*TASK*. This task calls for copying each line below that contains "ArcSwap".

Dataset records:
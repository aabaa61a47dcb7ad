//! Entry point the host calls for every inbound request.

use std::path::Path;
use std::sync::Arc;

use arc_swap::ArcSwap;
use index_gate_core_types::RequestId;
use index_gate_policy_center::{load_settings, GateSettings};
use index_gate_request_context::{
    ActionRequest, ClusterCatalog, RequestContext, ResponseHeaders, RestRequest,
};
use tracing::{debug, error, info, warn};

use crate::engine::{AccessControl, Decision};
use crate::errors::GateError;

/// Header a fronting proxy may use to forward its own request id.
pub const REQUEST_ID_HEADER: &str = "X-Request-Id";

#[derive(Clone, Debug, PartialEq, Eq)]
pub enum GateOutcome {
    Allowed { decision: Option<Decision> },
    Forbidden { message: String, decision: Option<Decision> },
}

impl GateOutcome {
    pub fn is_allowed(&self) -> bool {
        matches!(self, GateOutcome::Allowed { .. })
    }
}

/// Access control built from one settings snapshot.
pub struct Gate {
    enabled: bool,
    forbidden_message: String,
    access_control: AccessControl,
    catalog: Arc<dyn ClusterCatalog>,
}

impl Gate {
    pub fn from_settings(
        settings: &GateSettings,
        catalog: Arc<dyn ClusterCatalog>,
    ) -> Result<Self, GateError> {
        if !settings.enable {
            info!("index gate disabled, every request will be allowed");
        }
        Ok(Self {
            enabled: settings.enable,
            forbidden_message: settings.response_if_req_forbidden.clone(),
            access_control: AccessControl::from_settings(settings)?,
            catalog,
        })
    }

    pub fn is_enabled(&self) -> bool {
        self.enabled
    }

    pub fn access_control(&self) -> &AccessControl {
        &self.access_control
    }

    /// Wraps an inbound request. A well-formed forwarded request id is kept
    /// for correlation; a malformed one is ignored.
    pub fn context(
        &self,
        request: RestRequest,
        action: &str,
        action_request: ActionRequest,
        response_headers: Arc<dyn ResponseHeaders>,
    ) -> RequestContext {
        let forwarded = request
            .headers
            .iter()
            .find(|(name, _)| name.eq_ignore_ascii_case(REQUEST_ID_HEADER))
            .and_then(|(_, value)| match RequestId::parse(value) {
                Ok(id) => Some(id),
                Err(err) => {
                    debug!(error = %err, "ignoring forwarded request id");
                    None
                }
            });
        let cx = RequestContext::new(
            request,
            action,
            action_request,
            Arc::clone(&self.catalog),
            response_headers,
        );
        match forwarded {
            Some(id) => cx.with_correlation_id(id),
            None => cx,
        }
    }

    /// Decides `cx`. Recoverable failures deny the request; fatal ones surface.
    pub fn check(&self, cx: &mut RequestContext) -> Result<GateOutcome, GateError> {
        if !self.enabled {
            return Ok(GateOutcome::Allowed { decision: None });
        }
        match self.access_control.evaluate(cx) {
            Ok(decision) if decision.is_allowed() => Ok(GateOutcome::Allowed {
                decision: Some(decision),
            }),
            Ok(decision) => {
                if decision == Decision::DefaultDeny {
                    info!(id = %cx.id(), "request matches no blocks, forbidden by default");
                }
                Ok(self.forbidden(Some(decision)))
            }
            Err(err) if !err.is_fatal() => {
                warn!(id = %cx.id(), severity = err.severity(), "denying request: {err}");
                Ok(self.forbidden(None))
            }
            Err(err) => {
                error!(id = %cx.id(), severity = err.severity(), "evaluation aborted: {err}");
                Err(err)
            }
        }
    }

    fn forbidden(&self, decision: Option<Decision>) -> GateOutcome {
        GateOutcome::Forbidden {
            message: self.forbidden_message.clone(),
            decision,
        }
    }
}

/// Hot-swappable gate. In-flight evaluations keep the snapshot they loaded.
pub struct SharedGate {
    current: ArcSwap<Gate>,
    lkg: ArcSwap<Gate>,
}

impl SharedGate {
    pub fn new(initial: Gate) -> Self {
        let initial = Arc::new(initial);
        Self {
            current: ArcSwap::from(Arc::clone(&initial)),
            lkg: ArcSwap::from(initial),
        }
    }

    pub fn get(&self) -> Arc<Gate> {
        self.current.load_full()
    }

    pub fn swap(&self, next: Gate) {
        let previous = self.current.swap(Arc::new(next));
        self.lkg.store(previous);
    }

    /// Restores the gate that was active before the last swap.
    pub fn rollback(&self) -> Arc<Gate> {
        let gate = self.lkg.load_full();
        self.current.store(Arc::clone(&gate));
        gate
    }

    /// Rebuilds from settings on disk; the running gate stays on failure.
    pub fn reload(&self, path: Option<&Path>) -> Result<(), GateError> {
        let catalog = Arc::clone(&self.get().catalog);
        let settings = load_settings(path)?;
        let gate = Gate::from_settings(&settings, catalog)?;
        self.swap(gate);
        info!(rules = settings.access_control_rules.len(), "gate settings reloaded");
        Ok(())
    }
}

*COMPLETED TASK*.
use arc_swap::ArcSwap;
    current: ArcSwap<Gate>,
    lkg: ArcSwap<Gate>,
            current: ArcSwap::from(Arc::clone(&initial)),
            lkg: ArcSwap::from(initial),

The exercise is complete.